● Provided records:
• • • • •

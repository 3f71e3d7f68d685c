//! Reply regeneration engine.
//!
//! Regenerating a reply means: resolve a user message, optionally overwrite
//! it, rebuild the history prefix that ends at it, ask the gateway for a new
//! reply, and overwrite the paired assistant message (order index + 1) as a
//! new version. The whole sequence runs under the conversation lock.
//!
//! Every check (ownership, role, reply presence, content validity) happens
//! before the first write, so a rejected request changes nothing. Once a
//! user edit is committed it stays committed even if generation or storing
//! the reply fails; the caller then receives `ChatError::PartialFailure`.

use std::sync::Arc;
use std::time::Duration;

use chrono::Utc;
use parley_types::chat::{Conversation, EditOutcome, Message, MessageRole, RegenerationOutcome};
use parley_types::config::GlobalConfig;
use parley_types::error::ChatError;
use parley_types::event::ConversationEvent;
use parley_types::gateway::GatewayError;
use tracing::{info, warn};
use uuid::Uuid;

use super::context::build_context;
use super::lock::ConversationLocks;
use super::log::MessageLog;
use super::repository::ChatRepository;
use super::version::apply_edit;
use crate::event::bus::EventBus;
use crate::gateway::box_gateway::BoxAiGateway;

/// Tunables for context size and the gateway call.
#[derive(Debug, Clone, PartialEq, Eq)]
pub struct EngineConfig {
    /// Maximum number of messages sent as context (prefix ending at the
    /// target message).
    pub history_limit: u32,
    /// Wraps only the gateway call; database writes are never timed out.
    pub gateway_timeout: Option<Duration>,
}

impl Default for EngineConfig {
    fn default() -> Self {
        Self {
            history_limit: 20,
            gateway_timeout: None,
        }
    }
}

impl From<&GlobalConfig> for EngineConfig {
    fn from(config: &GlobalConfig) -> Self {
        Self {
            history_limit: config.history_limit.max(1),
            gateway_timeout: match config.gateway.timeout_secs {
                0 => None,
                secs => Some(Duration::from_secs(secs)),
            },
        }
    }
}

/// A target user message resolved and checked for the requesting user.
struct Located {
    conversation: Conversation,
    target: Message,
    reply: Option<Message>,
}

/// Orchestrates edit-and-regenerate and plain regenerate requests.
pub struct RegenerationEngine<R: ChatRepository> {
    repo: Arc<R>,
    log: MessageLog<R>,
    gateway: Arc<BoxAiGateway>,
    locks: ConversationLocks,
    events: EventBus,
    config: EngineConfig,
}

impl<R: ChatRepository> RegenerationEngine<R> {
    pub fn new(
        repo: Arc<R>,
        gateway: Arc<BoxAiGateway>,
        locks: ConversationLocks,
        events: EventBus,
        config: EngineConfig,
    ) -> Self {
        Self {
            log: MessageLog::new(Arc::clone(&repo)),
            repo,
            gateway,
            locks,
            events,
            config,
        }
    }

    pub fn gateway(&self) -> &BoxAiGateway {
        &self.gateway
    }

    pub fn config(&self) -> &EngineConfig {
        &self.config
    }

    /// Regenerate the assistant reply paired with user message `message_id`.
    ///
    /// With `new_content`, the user message is overwritten first.
    ///
    /// Errors:
    /// - `NotFound` if the message, its conversation, or a following
    ///   assistant reply is missing (no writes)
    /// - `Forbidden` if the conversation belongs to another user (no writes)
    /// - `Validation` if the message is not a user message or `new_content`
    ///   is empty (no writes)
    /// - `Gateway` or `Repository` if regeneration failed and nothing was
    ///   written
    /// - `PartialFailure` if the user edit was committed but a later step
    ///   (generation or storing the reply) failed
    #[tracing::instrument(
        name = "regenerate_reply",
        skip(self, new_content),
        fields(user_id = %user_id, message_id = %message_id, edit = new_content.is_some())
    )]
    pub async fn regenerate(
        &self,
        user_id: Uuid,
        message_id: Uuid,
        new_content: Option<&str>,
    ) -> Result<RegenerationOutcome, ChatError> {
        let conversation_id = self.conversation_of(message_id).await?;
        let _guard = self.locks.acquire(conversation_id).await;

        let located = self.locate(user_id, message_id).await?;
        let reply = located
            .reply
            .ok_or(ChatError::NotFound("assistant reply"))?;
        let edited = new_content
            .map(|content| apply_edit(&located.target, content, Utc::now()))
            .transpose()?;

        let user_edited = edited.is_some();
        let target = match edited {
            Some(edited) => {
                self.commit_user_edit(&located.conversation, &edited).await?;
                edited
            }
            None => located.target,
        };

        let regenerated = match self.regenerate_reply(&reply, &target).await {
            Ok(regenerated) => regenerated,
            Err(err) if user_edited => {
                warn!(error = %err, "Regeneration failed after user edit was saved");
                return Err(err.after_commit(&target));
            }
            Err(err) => {
                warn!(error = %err, "Regeneration failed, nothing changed");
                return Err(err);
            }
        };

        info!(
            conversation_id = %located.conversation.id,
            reply_id = %regenerated.id,
            version = regenerated.version_number,
            "Reply regenerated"
        );
        self.events.publish(ConversationEvent::ReplyRegenerated {
            user_id,
            message: regenerated.clone(),
        });

        Ok(RegenerationOutcome {
            user_message: target,
            reply: regenerated,
        })
    }

    /// Edit user message `message_id`, regenerating its reply when one
    /// follows it. Without a paired reply only the edit is applied.
    #[tracing::instrument(
        name = "edit_message",
        skip(self, new_content),
        fields(user_id = %user_id, message_id = %message_id)
    )]
    pub async fn edit(
        &self,
        user_id: Uuid,
        message_id: Uuid,
        new_content: &str,
    ) -> Result<EditOutcome, ChatError> {
        let conversation_id = self.conversation_of(message_id).await?;

        {
            let _guard = self.locks.acquire(conversation_id).await;
            let located = self.locate(user_id, message_id).await?;
            if located.reply.is_none() {
                let edited = apply_edit(&located.target, new_content, Utc::now())?;
                self.commit_user_edit(&located.conversation, &edited).await?;
                return Ok(EditOutcome {
                    user_message: edited,
                    reply: None,
                });
            }
        }

        // A reply exists: run the full regeneration (it re-checks everything
        // under the lock).
        let outcome = self.regenerate(user_id, message_id, Some(new_content)).await?;
        Ok(EditOutcome {
            user_message: outcome.user_message,
            reply: Some(outcome.reply),
        })
    }

    /// Generate new text for `reply` and store it as its next version.
    /// The conversation's `updated_at` moves with the write.
    async fn regenerate_reply(&self, reply: &Message, target: &Message) -> Result<Message, ChatError> {
        let text = self.reply_text(target).await?;
        let regenerated = apply_edit(reply, &text, Utc::now())?;
        self.repo.update_message(&regenerated).await?;
        Ok(regenerated)
    }

    /// Ask the gateway for a reply to `target` using its history prefix.
    ///
    /// Gateway failures come back as `ChatError::Gateway`.
    pub(crate) async fn reply_text(&self, target: &Message) -> Result<String, ChatError> {
        let history = self
            .log
            .history_prefix(target.conversation_id, target.order_index, self.config.history_limit)
            .await?;
        let ctx = build_context(&history, target);

        let call = self.gateway.generate(&ctx.prior_turns, &ctx.prompt);
        let result = match self.config.gateway_timeout {
            Some(limit) => match tokio::time::timeout(limit, call).await {
                Ok(result) => result,
                Err(_) => Err(GatewayError::Timeout(limit.as_secs())),
            },
            None => call.await,
        };

        match result {
            Ok(text) if text.trim().is_empty() => Err(ChatError::Gateway(GatewayError::EmptyResponse)),
            Ok(text) => Ok(text),
            Err(err) => Err(ChatError::Gateway(err)),
        }
    }

    async fn conversation_of(&self, message_id: Uuid) -> Result<Uuid, ChatError> {
        self.repo
            .get_message(&message_id)
            .await?
            .map(|m| m.conversation_id)
            .ok_or(ChatError::NotFound("message"))
    }

    /// Resolve and check the target. Must be called under the lock.
    async fn locate(&self, user_id: Uuid, message_id: Uuid) -> Result<Located, ChatError> {
        let target = self
            .repo
            .get_message(&message_id)
            .await?
            .ok_or(ChatError::NotFound("message"))?;
        let conversation = self
            .repo
            .get_conversation(&target.conversation_id)
            .await?
            .ok_or(ChatError::NotFound("conversation"))?;

        if conversation.user_id != user_id {
            return Err(ChatError::Forbidden);
        }
        if target.role != MessageRole::User {
            return Err(ChatError::Validation(
                "only user messages can be edited or regenerated".to_string(),
            ));
        }

        let reply = self
            .log
            .next_after(conversation.id, target.order_index)
            .await?
            .filter(|m| m.role == MessageRole::Assistant);

        Ok(Located {
            conversation,
            target,
            reply,
        })
    }

    async fn commit_user_edit(
        &self,
        conversation: &Conversation,
        edited: &Message,
    ) -> Result<(), ChatError> {
        self.repo.update_message(edited).await?;

        info!(
            conversation_id = %conversation.id,
            message_id = %edited.id,
            version = edited.version_number,
            "User message edited"
        );
        self.events.publish(ConversationEvent::MessageEdited {
            user_id: conversation.user_id,
            message: edited.clone(),
        });
        Ok(())
    }
}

• • • • •

● Required action:
What are the lines from the one with "if target.role != MessageRole::User" through the end of the records above? Set them down exactly, both ends included, and nothing else.

● Result of this exercise:
        if target.role != MessageRole::User {
            return Err(ChatError::Validation(
                "only user messages can be edited or regenerated".to_string(),
            ));
        }

        let reply = self
            .log
            .next_after(conversation.id, target.order_index)
            .await?
            .filter(|m| m.role == MessageRole::Assistant);

        Ok(Located {
            conversation,
            target,
            reply,
        })
    }

    async fn commit_user_edit(
        &self,
        conversation: &Conversation,
        edited: &Message,
    ) -> Result<(), ChatError> {
        self.repo.update_message(edited).await?;

        info!(
            conversation_id = %conversation.id,
            message_id = %edited.id,
            version = edited.version_number,
            "User message edited"
        );
        self.events.publish(ConversationEvent::MessageEdited {
            user_id: conversation.user_id,
            message: edited.clone(),
        });
        Ok(())
    }
}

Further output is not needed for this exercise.